fn main() -> anyhow::Result<()> {
    let args = std::env::args_os().skip(1).collect::<Vec<_>>();

    cmake_wrapper::cli::run(args)
}
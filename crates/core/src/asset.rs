use serde::{Deserialize, Serialize};

use super::Severity;

/// Operational state of a monitored asset.
#[derive(Debug, Clone, Copy, Serialize, Deserialize, PartialEq, Eq)]
#[serde(rename_all = "lowercase")]
pub enum AssetStatus {
    Online,
    Offline,
    Maintenance,
}

impl AssetStatus {
    pub fn as_str(self) -> &'static str {
        match self {
            AssetStatus::Online => "online",
            AssetStatus::Offline => "offline",
            AssetStatus::Maintenance => "maintenance",
        }
    }

    /// Lenient parse used when reading raw store rows. Unknown states
    /// read as offline so a malformed row surfaces in the offline
    /// callouts instead of vanishing.
    pub fn parse(s: &str) -> AssetStatus {
        match s.trim().to_ascii_lowercase().as_str() {
            "online" => AssetStatus::Online,
            "maintenance" => AssetStatus::Maintenance,
            _ => AssetStatus::Offline,
        }
    }
}

impl std::fmt::Display for AssetStatus {
    fn fmt(&self, f: &mut std::fmt::Formatter<'_>) -> std::fmt::Result {
        f.write_str(self.as_str())
    }
}

/// One vulnerability record attached to an asset.
///
/// Vulnerability payloads arrive as loosely-shaped JSON; every field
/// defaults so a malformed record degrades to an empty entry rather
/// than failing the asset row.
#[derive(Debug, Clone, Serialize, Deserialize, Default)]
pub struct Vulnerability {
    #[serde(default)]
    pub cve_id: String,
    #[serde(default)]
    pub severity: Severity,
    #[serde(default)]
    pub description: String,
}

impl Vulnerability {
    pub fn is_critical(&self) -> bool {
        self.severity == Severity::Critical
    }
}

/// A monitored asset owned by a tenant.
#[derive(Debug, Clone, Serialize, Deserialize)]
pub struct Asset {
    pub asset_id: String,
    pub client_id: String,
    pub name: String,
    pub ip_address: String,
    pub status: AssetStatus,

    /// Possibly empty; order carries no meaning.
    #[serde(default)]
    pub vulnerabilities: Vec<Vulnerability>,
}

impl Asset {
    pub fn is_vulnerable(&self) -> bool {
        !self.vulnerabilities.is_empty()
    }

    pub fn critical_vuln_count(&self) -> usize {
        self.vulnerabilities
            .iter()
            .filter(|v| v.is_critical())
            .count()
    }
}

#[cfg(test)]
mod tests {
    use super::*;

    #[test]
    fn status_parse_defaults_to_offline() {
        assert_eq!(AssetStatus::parse("online"), AssetStatus::Online);
        assert_eq!(AssetStatus::parse("MAINTENANCE"), AssetStatus::Maintenance);
        assert_eq!(AssetStatus::parse("decommissioned"), AssetStatus::Offline);
    }

    #[test]
    fn malformed_vulnerability_defaults_instead_of_failing() {
        let v: Vulnerability = serde_json::from_str("{}").unwrap();
        assert_eq!(v.cve_id, "");
        assert_eq!(v.severity, Severity::Unspecified);
        assert!(!v.is_critical());
    }

    #[test]
    fn critical_vuln_count_filters_by_severity() {
        let asset = Asset {
            asset_id: "a1".to_string(),
            client_id: "c1".to_string(),
            name: "db-01".to_string(),
            ip_address: "10.0.0.9".to_string(),
            status: AssetStatus::Online,
            vulnerabilities: vec![
                Vulnerability {
                    cve_id: "CVE-2025-0001".to_string(),
                    severity: Severity::Critical,
                    description: String::new(),
                },
                Vulnerability {
                    cve_id: "CVE-2025-0002".to_string(),
                    severity: Severity::Medium,
                    description: String::new(),
                },
            ],
        };
        assert!(asset.is_vulnerable());
        assert_eq!(asset.critical_vuln_count(), 1);
    }
}
//! Derived report structures.
//!
//! `ReportData` is built fresh from a snapshot of event/asset rows and a
//! date window on every report render or PDF export. It is never
//! persisted and carries no identity: two runs over identical inputs
//! produce structurally identical values.

use chrono::{DateTime, Utc};
use serde::{Deserialize, Serialize};

use super::{error::ReportError, Severity};

/// Inclusive report window. Both endpoints are required; construction
/// from optional endpoints is the single place the invalid-window
/// precondition is checked.
#[derive(Debug, Clone, Copy, Serialize, Deserialize, PartialEq, Eq)]
pub struct ReportWindow {
    pub from: DateTime<Utc>,
    pub to: DateTime<Utc>,
}

impl ReportWindow {
    pub fn new(
        from: Option<DateTime<Utc>>,
        to: Option<DateTime<Utc>>,
    ) -> Result<Self, ReportError> {
        match (from, to) {
            (Some(from), Some(to)) => Ok(Self { from, to }),
            _ => Err(ReportError::InvalidWindow),
        }
    }

    pub fn contains(&self, ts: DateTime<Utc>) -> bool {
        ts >= self.from && ts <= self.to
    }
}

/// Event counts per named severity bucket. Events with unspecified
/// severity are excluded here but still count toward
/// `ExecutiveSummary::total_events`.
#[derive(Debug, Clone, Copy, Default, Serialize, Deserialize, PartialEq, Eq)]
pub struct SeverityHistogram {
    pub critical: u64,
    pub high: u64,
    pub medium: u64,
    pub low: u64,
    pub info: u64,
}

impl SeverityHistogram {
    pub fn bump(&mut self, severity: Severity) {
        match severity {
            Severity::Critical => self.critical += 1,
            Severity::High => self.high += 1,
            Severity::Medium => self.medium += 1,
            Severity::Low => self.low += 1,
            Severity::Info => self.info += 1,
            Severity::Unspecified => {}
        }
    }

    pub fn get(&self, severity: Severity) -> u64 {
        match severity {
            Severity::Critical => self.critical,
            Severity::High => self.high,
            Severity::Medium => self.medium,
            Severity::Low => self.low,
            Severity::Info => self.info,
            Severity::Unspecified => 0,
        }
    }

    /// Sum over the named buckets only.
    pub fn total(&self) -> u64 {
        self.critical + self.high + self.medium + self.low + self.info
    }
}

#[derive(Debug, Clone, Serialize, Deserialize, PartialEq, Eq)]
pub struct ExecutiveSummary {
    pub total_events: u64,
    pub critical_count: u64,
    pub high_count: u64,
    pub assets_monitored: u64,
    /// Composite 0-100 score from weighted severity counts.
    pub risk_score: u8,
}

#[derive(Debug, Clone, Serialize, Deserialize, PartialEq, Eq)]
pub struct AssetStatusSummary {
    pub total: u64,
    pub online: u64,
    pub offline: u64,
    /// Assets with at least one vulnerability record.
    pub vulnerable: u64,
}

/// One row of the top high-severity events table.
#[derive(Debug, Clone, Serialize, Deserialize, PartialEq, Eq)]
pub struct TopEvent {
    pub event_id: String,
    pub alert_name: String,
    pub severity: Severity,
    pub host: String,
    pub timestamp: DateTime<Utc>,
}

/// One row of the vulnerable-assets ranking.
#[derive(Debug, Clone, Serialize, Deserialize, PartialEq, Eq)]
pub struct VulnerableAsset {
    pub asset_id: String,
    pub name: String,
    pub ip_address: String,
    pub critical_vulns: u64,
    pub total_vulns: u64,
}

#[derive(Debug, Clone, Serialize, Deserialize, PartialEq)]
pub struct ComplianceMetrics {
    pub events_processed: u64,
    pub avg_response_time_ms: f64,
    pub system_uptime_pct: f64,
}

/// The full derived report consumed by the report tabs and the PDF
/// exporter.
#[derive(Debug, Clone, Serialize, Deserialize, PartialEq)]
pub struct ReportData {
    pub window: ReportWindow,
    pub summary: ExecutiveSummary,
    pub histogram: SeverityHistogram,
    pub asset_summary: AssetStatusSummary,
    pub top_events: Vec<TopEvent>,
    pub vulnerable_assets: Vec<VulnerableAsset>,
    pub recommendations: Vec<String>,
    pub compliance: ComplianceMetrics,
}
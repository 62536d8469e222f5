use chrono::{DateTime, Utc};
use serde::{Deserialize, Serialize};
use std::collections::BTreeMap;

use super::{Label, Severity};

/// One detected security occurrence, as stored per tenant.
///
/// `event_id` is unique across the store. Forensic attributes (process,
/// file, network 5-tuple, registry, MITRE tactic/technique) are carried
/// through unvalidated in `forensics`; the aggregation pipeline never
/// reads them, they only travel to the UI and exports.
#[derive(Debug, Clone, Serialize, Deserialize)]
pub struct SecurityEvent {
    pub event_id: String,
    pub client_id: String,
    pub timestamp: DateTime<Utc>,

    #[serde(default)]
    pub severity: Severity,
    pub event_type: String,
    pub alert_name: String,

    /// Host name or IP the event was observed on.
    pub host: String,

    #[serde(default)]
    pub label: Label,

    /// Free-text analyst state, e.g. "open", "triaged".
    #[serde(default)]
    pub status: String,
    #[serde(default)]
    pub comments: String,

    /// Optional forensic attributes, keyed by attribute name.
    #[serde(default)]
    pub forensics: BTreeMap<String, serde_json::Value>,
}

impl SecurityEvent {
    /// True if the alert name or event type mentions `needle`
    /// (case-insensitive). Used by the fallback classifier.
    pub fn mentions(&self, needle: &str) -> bool {
        let needle = needle.to_ascii_lowercase();
        self.alert_name.to_ascii_lowercase().contains(&needle)
            || self.event_type.to_ascii_lowercase().contains(&needle)
    }

    /// True if the timestamp lies within `[from, to]` inclusive.
    pub fn in_window(&self, from: DateTime<Utc>, to: DateTime<Utc>) -> bool {
        self.timestamp >= from && self.timestamp <= to
    }
}
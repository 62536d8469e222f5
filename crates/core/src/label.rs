use serde::{Deserialize, Serialize};

/// Analyst classification of an event: true/false positive/negative.
#[derive(Debug, Clone, Copy, Serialize, Deserialize, PartialEq, Eq, Hash)]
pub enum Label {
    #[serde(rename = "TP")]
    TruePositive,
    #[serde(rename = "TN")]
    TrueNegative,
    #[serde(rename = "FP")]
    FalsePositive,
    #[serde(rename = "FN")]
    FalseNegative,
    #[serde(rename = "unclassified")]
    #[serde(other)]
    Unclassified,
}

impl Label {
    pub fn as_str(self) -> &'static str {
        match self {
            Label::TruePositive => "TP",
            Label::TrueNegative => "TN",
            Label::FalsePositive => "FP",
            Label::FalseNegative => "FN",
            Label::Unclassified => "unclassified",
        }
    }

    /// Lenient parse used when reading raw store rows.
    pub fn parse(s: &str) -> Label {
        match s.trim() {
            "TP" => Label::TruePositive,
            "TN" => Label::TrueNegative,
            "FP" => Label::FalsePositive,
            "FN" => Label::FalseNegative,
            _ => Label::Unclassified,
        }
    }
}

impl Default for Label {
    fn default() -> Self {
        Label::Unclassified
    }
}

impl std::fmt::Display for Label {
    fn fmt(&self, f: &mut std::fmt::Formatter<'_>) -> std::fmt::Result {
        f.write_str(self.as_str())
    }
}
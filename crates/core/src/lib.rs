pub mod asset;
pub mod client;
pub mod error;
pub mod event;
pub mod label;
pub mod report;
pub mod severity;

pub use asset::{Asset, AssetStatus, Vulnerability};
pub use client::{Client, ClientSettings};
pub use error::ReportError;
pub use event::SecurityEvent;
pub use label::Label;
pub use report::{
    AssetStatusSummary, ComplianceMetrics, ExecutiveSummary, ReportData, ReportWindow,
    SeverityHistogram, TopEvent, VulnerableAsset,
};
pub use severity::Severity;
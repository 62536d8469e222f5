//! PDF export of a `ReportData`.
//!
//! Walks the report structure in fixed section order: executive
//! summary, threat overview, asset status, top events, vulnerable
//! assets, recommendations, compliance. The page decorator repeats the
//! branded header (client + period + generation stamp) on every page;
//! page breaks are evaluated per element and table row by the layout
//! engine, so long tables span pages with the header redrawn.
//!
//! Rendering strategy: `genpdf` (pure Rust, no external dependencies)

use chrono::{DateTime, Utc};
use genpdf::elements::{Break, FrameCellDecorator, LinearLayout, Paragraph, TableLayout};
use genpdf::style::{Color, Style};
use genpdf::{fonts, Document, Element, SimplePageDecorator};

use soc_core::{ReportData, ReportWindow, Severity};

/// Font directories to search on different platforms
const FONT_DIRS: &[&str] = &[
    "./fonts",
    "/usr/share/fonts/liberation",
    "/usr/share/fonts/truetype/liberation",
    "/usr/share/fonts/truetype/dejavu",
    "/System/Library/Fonts",
    "/Library/Fonts",
    "/System/Library/Fonts/Supplemental",
];

/// Font family base names tried in each directory.
const FONT_FAMILIES: &[&str] = &["LiberationSans", "DejaVuSans"];

/// Alert names longer than this are cut with a trailing ellipsis.
const ALERT_NAME_MAX: usize = 30;

/// Get the fonts directory relative to the crate root
fn crate_fonts_dir() -> Option<std::path::PathBuf> {
    if let Ok(manifest_dir) = std::env::var("CARGO_MANIFEST_DIR") {
        let fonts_dir = std::path::PathBuf::from(manifest_dir).join("fonts");
        if fonts_dir.exists() {
            return Some(fonts_dir);
        }
    }

    // Relative to the test/bin executable: target/debug/deps -> crate root
    if let Ok(exe_path) = std::env::current_exe() {
        if let Some(target_dir) = exe_path.ancestors().nth(4) {
            let fonts_dir = target_dir.join("crates/server/fonts");
            if fonts_dir.exists() {
                return Some(fonts_dir);
            }
        }
    }

    None
}

/// `security-report-<slug>-<yyyy-MM-dd>.pdf`
pub fn report_filename(client_name: &str, generated_at: DateTime<Utc>) -> String {
    format!(
        "security-report-{}-{}.pdf",
        slugify(client_name),
        generated_at.format("%Y-%m-%d")
    )
}

/// Lowercase, non-alphanumerics collapsed to single dashes.
pub fn slugify(name: &str) -> String {
    let mut slug = String::with_capacity(name.len());
    let mut last_dash = true;
    for c in name.chars() {
        if c.is_ascii_alphanumeric() {
            slug.push(c.to_ascii_lowercase());
            last_dash = false;
        } else if !last_dash {
            slug.push('-');
            last_dash = true;
        }
    }
    while slug.ends_with('-') {
        slug.pop();
    }
    slug
}

fn truncate_label(s: &str, max: usize) -> String {
    if s.chars().count() <= max {
        s.to_string()
    } else {
        let cut: String = s.chars().take(max).collect();
        format!("{cut}...")
    }
}

/// Pure Rust PDF renderer over the report structure.
pub struct PdfRenderer;

impl PdfRenderer {
    pub fn new() -> Self {
        Self
    }

    /// Render the report to PDF bytes. The generation timestamp is the
    /// only clock read; aggregation stays pure.
    pub fn render(&self, report: &ReportData, client_name: &str) -> Result<Vec<u8>, String> {
        let generated_at = Utc::now();
        self.render_at(report, client_name, generated_at)
    }

    /// Render with an explicit generation timestamp (deterministic in tests).
    pub fn render_at(
        &self,
        report: &ReportData,
        client_name: &str,
        generated_at: DateTime<Utc>,
    ) -> Result<Vec<u8>, String> {
        let font_family = load_font_family()?;

        let mut doc = Document::new(font_family);
        doc.set_title(format!("Security Report - {client_name}"));
        doc.set_minimal_conformance();
        doc.set_line_spacing(1.25);

        let mut decorator = SimplePageDecorator::new();
        decorator.set_margins(15);
        decorator.set_header(page_header(
            client_name.to_string(),
            report.window,
            generated_at,
        ));
        doc.set_page_decorator(decorator);

        self.push_executive_summary(&mut doc, report);
        self.push_threat_overview(&mut doc, report)?;
        self.push_asset_summary(&mut doc, report);
        self.push_top_events(&mut doc, report)?;
        self.push_vulnerable_assets(&mut doc, report)?;
        self.push_recommendations(&mut doc, report);
        self.push_compliance(&mut doc, report);

        doc.push(Break::new(1.0));
        doc.push(
            Paragraph::new("--- END OF REPORT ---").styled(
                Style::new()
                    .italic()
                    .with_font_size(9)
                    .with_color(Color::Rgb(128, 128, 128)),
            ),
        );

        let mut buffer = Vec::new();
        doc.render(&mut buffer)
            .map_err(|e| format!("PDF render failed: {e}"))?;
        Ok(buffer)
    }

    fn push_section_heading(&self, doc: &mut Document, title: &str) {
        doc.push(Paragraph::new(title).styled(Style::new().bold().with_font_size(14)));
        doc.push(Break::new(0.3));
    }

    fn push_executive_summary(&self, doc: &mut Document, report: &ReportData) {
        self.push_section_heading(doc, "EXECUTIVE SUMMARY");

        let s = &report.summary;
        for line in [
            format!("Total security events: {}", s.total_events),
            format!("Critical events: {}", s.critical_count),
            format!("High severity events: {}", s.high_count),
            format!("Assets monitored: {}", s.assets_monitored),
            format!("Risk score: {} / 100", s.risk_score),
        ] {
            doc.push(Paragraph::new(line).styled(Style::new().with_font_size(11)));
        }
        doc.push(Break::new(1.0));
    }

    fn push_threat_overview(&self, doc: &mut Document, report: &ReportData) -> Result<(), String> {
        self.push_section_heading(doc, "THREAT OVERVIEW");

        let total = report.histogram.total();
        let mut table = TableLayout::new(vec![2, 1, 1]);
        table.set_cell_decorator(FrameCellDecorator::new(true, true, false));
        push_table_header(&mut table, &["Severity", "Count", "Percentage"])?;

        for severity in Severity::NAMED {
            let count = report.histogram.get(severity);
            let pct = (count as f64 / total.max(1) as f64 * 100.0).round() as u64;
            push_table_row(
                &mut table,
                &[
                    severity.as_str().to_uppercase(),
                    count.to_string(),
                    format!("{pct}%"),
                ],
            )?;
        }

        doc.push(table);
        doc.push(Break::new(1.0));
        Ok(())
    }

    fn push_asset_summary(&self, doc: &mut Document, report: &ReportData) {
        self.push_section_heading(doc, "ASSET STATUS SUMMARY");

        let a = &report.asset_summary;
        for line in [
            format!("Total assets: {}", a.total),
            format!("Online: {}", a.online),
            format!("Offline: {}", a.offline),
            format!("With known vulnerabilities: {}", a.vulnerable),
        ] {
            doc.push(Paragraph::new(line).styled(Style::new().with_font_size(11)));
        }
        doc.push(Break::new(1.0));
    }

    fn push_top_events(&self, doc: &mut Document, report: &ReportData) -> Result<(), String> {
        self.push_section_heading(doc, "TOP SECURITY EVENTS");

        if report.top_events.is_empty() {
            doc.push(
                Paragraph::new("No critical or high severity events in this period.")
                    .styled(Style::new().italic().with_font_size(10)),
            );
            doc.push(Break::new(1.0));
            return Ok(());
        }

        let mut table = TableLayout::new(vec![2, 1, 3, 2]);
        table.set_cell_decorator(FrameCellDecorator::new(true, true, false));
        push_table_header(&mut table, &["Date", "Severity", "Alert", "Host"])?;

        for event in &report.top_events {
            push_table_row(
                &mut table,
                &[
                    event.timestamp.format("%b %d, %Y").to_string(),
                    event.severity.as_str().to_uppercase(),
                    truncate_label(&event.alert_name, ALERT_NAME_MAX),
                    event.host.clone(),
                ],
            )?;
        }

        doc.push(table);
        doc.push(Break::new(1.0));
        Ok(())
    }

    fn push_vulnerable_assets(
        &self,
        doc: &mut Document,
        report: &ReportData,
    ) -> Result<(), String> {
        self.push_section_heading(doc, "VULNERABLE ASSETS SUMMARY");

        if report.vulnerable_assets.is_empty() {
            doc.push(
                Paragraph::new("No assets with known vulnerabilities.")
                    .styled(Style::new().italic().with_font_size(10)),
            );
            doc.push(Break::new(1.0));
            return Ok(());
        }

        let mut table = TableLayout::new(vec![3, 2, 1, 1]);
        table.set_cell_decorator(FrameCellDecorator::new(true, true, false));
        push_table_header(&mut table, &["Asset", "IP Address", "Critical", "Total"])?;

        for asset in &report.vulnerable_assets {
            push_table_row(
                &mut table,
                &[
                    asset.name.clone(),
                    asset.ip_address.clone(),
                    asset.critical_vulns.to_string(),
                    asset.total_vulns.to_string(),
                ],
            )?;
        }

        doc.push(table);
        doc.push(Break::new(1.0));
        Ok(())
    }

    fn push_recommendations(&self, doc: &mut Document, report: &ReportData) {
        self.push_section_heading(doc, "RECOMMENDATIONS");

        for (idx, rec) in report.recommendations.iter().enumerate() {
            doc.push(
                Paragraph::new(format!("{}. {rec}", idx + 1))
                    .styled(Style::new().with_font_size(10)),
            );
        }
        doc.push(Break::new(1.0));
    }

    fn push_compliance(&self, doc: &mut Document, report: &ReportData) {
        self.push_section_heading(doc, "COMPLIANCE");

        let c = &report.compliance;
        for line in [
            format!("Events processed: {}", c.events_processed),
            format!("Average response time: {:.0} ms", c.avg_response_time_ms),
            format!("System uptime: {:.2}%", c.system_uptime_pct),
        ] {
            doc.push(Paragraph::new(line).styled(Style::new().with_font_size(11)));
        }
    }
}

impl Default for PdfRenderer {
    fn default() -> Self {
        Self::new()
    }
}

fn load_font_family() -> Result<fonts::FontFamily<fonts::FontData>, String> {
    let mut font_dirs: Vec<std::path::PathBuf> =
        FONT_DIRS.iter().map(std::path::PathBuf::from).collect();
    if let Some(crate_fonts) = crate_fonts_dir() {
        font_dirs.insert(0, crate_fonts);
    }

    // Fonts must be embedded (no builtin) for unicode support.
    font_dirs
        .iter()
        .filter(|path| path.exists())
        .find_map(|dir| {
            let dir_str = dir.to_str().unwrap_or(".");
            FONT_FAMILIES
                .iter()
                .find_map(|family| fonts::from_files(dir_str, family, None).ok())
        })
        .ok_or_else(|| {
            format!(
                "No suitable fonts found. Searched: {:?}. Please install Liberation or DejaVu fonts.",
                font_dirs
            )
        })
}

/// Branded header drawn by the page decorator on every page.
fn page_header(
    client_name: String,
    window: ReportWindow,
    generated_at: DateTime<Utc>,
) -> impl Fn(usize) -> genpdf::elements::StyledElement<LinearLayout> {
    move |_page| {
        let mut layout = LinearLayout::vertical();
        layout.push(
            Paragraph::new(format!("SECURITY OPERATIONS REPORT - {client_name}"))
                .styled(Style::new().bold().with_font_size(12)),
        );
        layout.push(
            Paragraph::new(format!(
                "Period: {} to {}",
                window.from.format("%b %d, %Y"),
                window.to.format("%b %d, %Y")
            ))
            .styled(Style::new().with_font_size(9)),
        );
        layout.push(
            Paragraph::new(format!(
                "Generated: {}",
                generated_at.format("%Y-%m-%d %H:%M:%S UTC")
            ))
            .styled(
                Style::new()
                    .with_font_size(8)
                    .with_color(Color::Rgb(128, 128, 128)),
            ),
        );
        layout.push(Break::new(0.8));
        layout.styled(Style::new())
    }
}

fn push_table_header(table: &mut TableLayout, cells: &[&str]) -> Result<(), String> {
    let mut row = table.row();
    for cell in cells {
        row = row.element(
            Paragraph::new(*cell)
                .styled(Style::new().bold().with_font_size(10))
                .padded(1),
        );
    }
    row.push().map_err(|e| format!("table header row: {e}"))
}

fn push_table_row(table: &mut TableLayout, cells: &[String]) -> Result<(), String> {
    let mut row = table.row();
    for cell in cells {
        row = row.element(
            Paragraph::new(cell.as_str())
                .styled(Style::new().with_font_size(10))
                .padded(1),
        );
    }
    row.push().map_err(|e| format!("table row: {e}"))
}

#[cfg(test)]
mod tests {
    use super::*;
    use chrono::TimeZone;

    #[test]
    fn slugify_collapses_and_trims() {
        assert_eq!(slugify("Acme Corp"), "acme-corp");
        assert_eq!(slugify("  Acme   / Corp!"), "acme-corp");
        assert_eq!(slugify("ACME"), "acme");
    }

    #[test]
    fn filename_pattern() {
        let ts = Utc.with_ymd_and_hms(2025, 6, 15, 10, 0, 0).unwrap();
        assert_eq!(
            report_filename("Acme Corp", ts),
            "security-report-acme-corp-2025-06-15.pdf"
        );
    }

    #[test]
    fn truncate_appends_ellipsis_only_when_needed() {
        assert_eq!(truncate_label("short", 30), "short");
        let long = "a".repeat(40);
        let cut = truncate_label(&long, 30);
        assert_eq!(cut.chars().count(), 33);
        assert!(cut.ends_with("..."));
    }
}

◆ WORK REQUEST
Find the string "Lenient" in the records, then copy each line where it occurs.

◆ TASK OUTPUT
    /// Lenient parse used when reading raw store rows. Unknown states
    /// Lenient parse used when reading raw store rows.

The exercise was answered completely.